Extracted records

#####

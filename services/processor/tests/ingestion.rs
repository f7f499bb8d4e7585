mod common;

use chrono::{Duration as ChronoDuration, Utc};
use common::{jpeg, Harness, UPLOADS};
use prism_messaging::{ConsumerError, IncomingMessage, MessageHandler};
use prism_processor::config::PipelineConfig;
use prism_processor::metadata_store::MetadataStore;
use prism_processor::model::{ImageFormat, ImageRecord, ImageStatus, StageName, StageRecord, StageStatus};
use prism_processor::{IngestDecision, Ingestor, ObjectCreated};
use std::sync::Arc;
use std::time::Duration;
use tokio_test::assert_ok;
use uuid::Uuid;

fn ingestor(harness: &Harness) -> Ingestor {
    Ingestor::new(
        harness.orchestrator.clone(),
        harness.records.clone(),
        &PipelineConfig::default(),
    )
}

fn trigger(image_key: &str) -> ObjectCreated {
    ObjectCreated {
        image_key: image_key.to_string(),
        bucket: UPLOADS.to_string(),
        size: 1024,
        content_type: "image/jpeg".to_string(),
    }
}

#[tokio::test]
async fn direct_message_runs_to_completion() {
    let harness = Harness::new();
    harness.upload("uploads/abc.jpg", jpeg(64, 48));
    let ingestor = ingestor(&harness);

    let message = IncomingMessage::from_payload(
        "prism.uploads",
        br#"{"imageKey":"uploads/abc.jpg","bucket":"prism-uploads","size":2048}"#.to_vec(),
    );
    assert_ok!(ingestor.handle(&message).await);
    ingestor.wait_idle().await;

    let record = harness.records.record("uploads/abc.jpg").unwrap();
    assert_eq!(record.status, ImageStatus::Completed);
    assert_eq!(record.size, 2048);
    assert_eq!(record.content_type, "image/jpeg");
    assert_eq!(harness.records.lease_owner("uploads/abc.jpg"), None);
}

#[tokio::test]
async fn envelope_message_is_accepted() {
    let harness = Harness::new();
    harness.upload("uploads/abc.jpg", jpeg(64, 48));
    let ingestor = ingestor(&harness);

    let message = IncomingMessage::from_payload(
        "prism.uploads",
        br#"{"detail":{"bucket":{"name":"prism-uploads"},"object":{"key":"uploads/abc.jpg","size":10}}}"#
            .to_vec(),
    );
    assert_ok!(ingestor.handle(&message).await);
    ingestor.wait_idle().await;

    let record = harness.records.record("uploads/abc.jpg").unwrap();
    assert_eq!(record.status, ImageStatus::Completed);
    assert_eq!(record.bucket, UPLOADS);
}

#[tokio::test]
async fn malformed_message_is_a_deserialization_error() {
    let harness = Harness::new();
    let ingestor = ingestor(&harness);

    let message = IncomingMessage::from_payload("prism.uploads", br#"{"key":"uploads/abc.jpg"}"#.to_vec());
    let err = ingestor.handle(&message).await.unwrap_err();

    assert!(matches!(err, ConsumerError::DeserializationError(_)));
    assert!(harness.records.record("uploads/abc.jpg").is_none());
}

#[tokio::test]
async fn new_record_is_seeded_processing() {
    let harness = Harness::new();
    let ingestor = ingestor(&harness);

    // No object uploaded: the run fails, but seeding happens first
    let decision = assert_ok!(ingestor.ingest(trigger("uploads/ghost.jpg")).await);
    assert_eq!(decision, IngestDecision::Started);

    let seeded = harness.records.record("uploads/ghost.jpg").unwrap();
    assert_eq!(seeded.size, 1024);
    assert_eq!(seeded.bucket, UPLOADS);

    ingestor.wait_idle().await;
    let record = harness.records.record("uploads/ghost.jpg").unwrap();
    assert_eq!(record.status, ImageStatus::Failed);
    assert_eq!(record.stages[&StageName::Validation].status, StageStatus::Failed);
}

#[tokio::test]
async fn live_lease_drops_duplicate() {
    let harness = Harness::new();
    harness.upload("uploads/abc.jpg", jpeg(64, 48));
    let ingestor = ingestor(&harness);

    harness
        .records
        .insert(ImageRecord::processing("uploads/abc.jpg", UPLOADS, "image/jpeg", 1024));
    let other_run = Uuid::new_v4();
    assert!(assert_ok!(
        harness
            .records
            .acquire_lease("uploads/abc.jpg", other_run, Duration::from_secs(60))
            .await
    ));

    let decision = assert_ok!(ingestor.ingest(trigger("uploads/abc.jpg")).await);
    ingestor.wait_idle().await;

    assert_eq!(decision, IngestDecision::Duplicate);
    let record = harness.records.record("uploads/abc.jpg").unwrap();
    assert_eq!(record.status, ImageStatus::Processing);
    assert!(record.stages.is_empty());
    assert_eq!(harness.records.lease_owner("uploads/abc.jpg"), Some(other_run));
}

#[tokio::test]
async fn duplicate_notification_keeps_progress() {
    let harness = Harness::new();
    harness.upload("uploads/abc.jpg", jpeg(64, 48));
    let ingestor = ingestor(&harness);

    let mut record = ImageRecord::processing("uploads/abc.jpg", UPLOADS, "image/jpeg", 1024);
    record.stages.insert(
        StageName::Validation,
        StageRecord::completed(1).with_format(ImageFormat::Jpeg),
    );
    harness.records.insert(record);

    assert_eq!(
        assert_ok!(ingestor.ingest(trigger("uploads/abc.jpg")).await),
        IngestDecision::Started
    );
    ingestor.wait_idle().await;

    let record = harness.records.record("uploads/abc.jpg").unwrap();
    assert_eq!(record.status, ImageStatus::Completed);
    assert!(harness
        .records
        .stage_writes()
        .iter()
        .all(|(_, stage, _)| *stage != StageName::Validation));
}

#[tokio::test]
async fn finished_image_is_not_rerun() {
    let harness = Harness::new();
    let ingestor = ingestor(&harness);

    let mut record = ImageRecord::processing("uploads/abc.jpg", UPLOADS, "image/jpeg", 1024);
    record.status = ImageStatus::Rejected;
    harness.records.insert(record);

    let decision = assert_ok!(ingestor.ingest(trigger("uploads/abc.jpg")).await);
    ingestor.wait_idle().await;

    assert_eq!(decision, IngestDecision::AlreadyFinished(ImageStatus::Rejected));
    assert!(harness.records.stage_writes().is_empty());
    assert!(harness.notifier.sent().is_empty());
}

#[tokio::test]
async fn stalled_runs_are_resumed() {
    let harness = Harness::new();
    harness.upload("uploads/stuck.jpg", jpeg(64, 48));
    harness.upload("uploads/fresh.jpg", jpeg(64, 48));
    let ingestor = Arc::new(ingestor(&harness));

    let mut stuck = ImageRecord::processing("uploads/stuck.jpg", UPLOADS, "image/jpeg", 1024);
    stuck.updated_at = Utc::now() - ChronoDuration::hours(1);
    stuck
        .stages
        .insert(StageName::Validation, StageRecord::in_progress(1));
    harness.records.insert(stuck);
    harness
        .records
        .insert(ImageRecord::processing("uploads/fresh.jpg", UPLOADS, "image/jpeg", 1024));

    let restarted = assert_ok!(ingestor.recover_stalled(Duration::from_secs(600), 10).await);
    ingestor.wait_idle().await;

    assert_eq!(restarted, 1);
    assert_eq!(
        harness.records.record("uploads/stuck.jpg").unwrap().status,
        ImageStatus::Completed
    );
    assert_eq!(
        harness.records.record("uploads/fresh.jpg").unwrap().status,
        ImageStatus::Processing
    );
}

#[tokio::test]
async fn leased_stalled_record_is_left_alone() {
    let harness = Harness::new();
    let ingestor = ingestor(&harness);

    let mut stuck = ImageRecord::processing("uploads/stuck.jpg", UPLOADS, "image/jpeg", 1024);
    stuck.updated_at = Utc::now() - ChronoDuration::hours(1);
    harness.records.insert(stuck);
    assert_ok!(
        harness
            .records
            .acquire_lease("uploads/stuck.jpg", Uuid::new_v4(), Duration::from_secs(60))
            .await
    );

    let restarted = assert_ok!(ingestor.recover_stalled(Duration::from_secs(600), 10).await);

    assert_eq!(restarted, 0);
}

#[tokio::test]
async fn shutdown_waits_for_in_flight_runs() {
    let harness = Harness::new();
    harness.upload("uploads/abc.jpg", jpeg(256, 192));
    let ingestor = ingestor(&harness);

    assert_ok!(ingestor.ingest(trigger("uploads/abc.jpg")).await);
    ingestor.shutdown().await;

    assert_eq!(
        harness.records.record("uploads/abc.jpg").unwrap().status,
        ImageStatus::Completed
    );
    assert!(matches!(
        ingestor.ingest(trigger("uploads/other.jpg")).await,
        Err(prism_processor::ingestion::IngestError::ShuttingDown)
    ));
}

#####

## TASK
In the records above, find every line containing the word "StageName" and show it.

## EXERCISE RESULT
use prism_processor::model::{ImageFormat, ImageRecord, ImageStatus, StageName, StageRecord, StageStatus};
    assert_eq!(record.stages[&StageName::Validation].status, StageStatus::Failed);
        StageName::Validation,
        .all(|(_, stage, _)| *stage != StageName::Validation));
        .insert(StageName::Validation, StageRecord::in_progress(1));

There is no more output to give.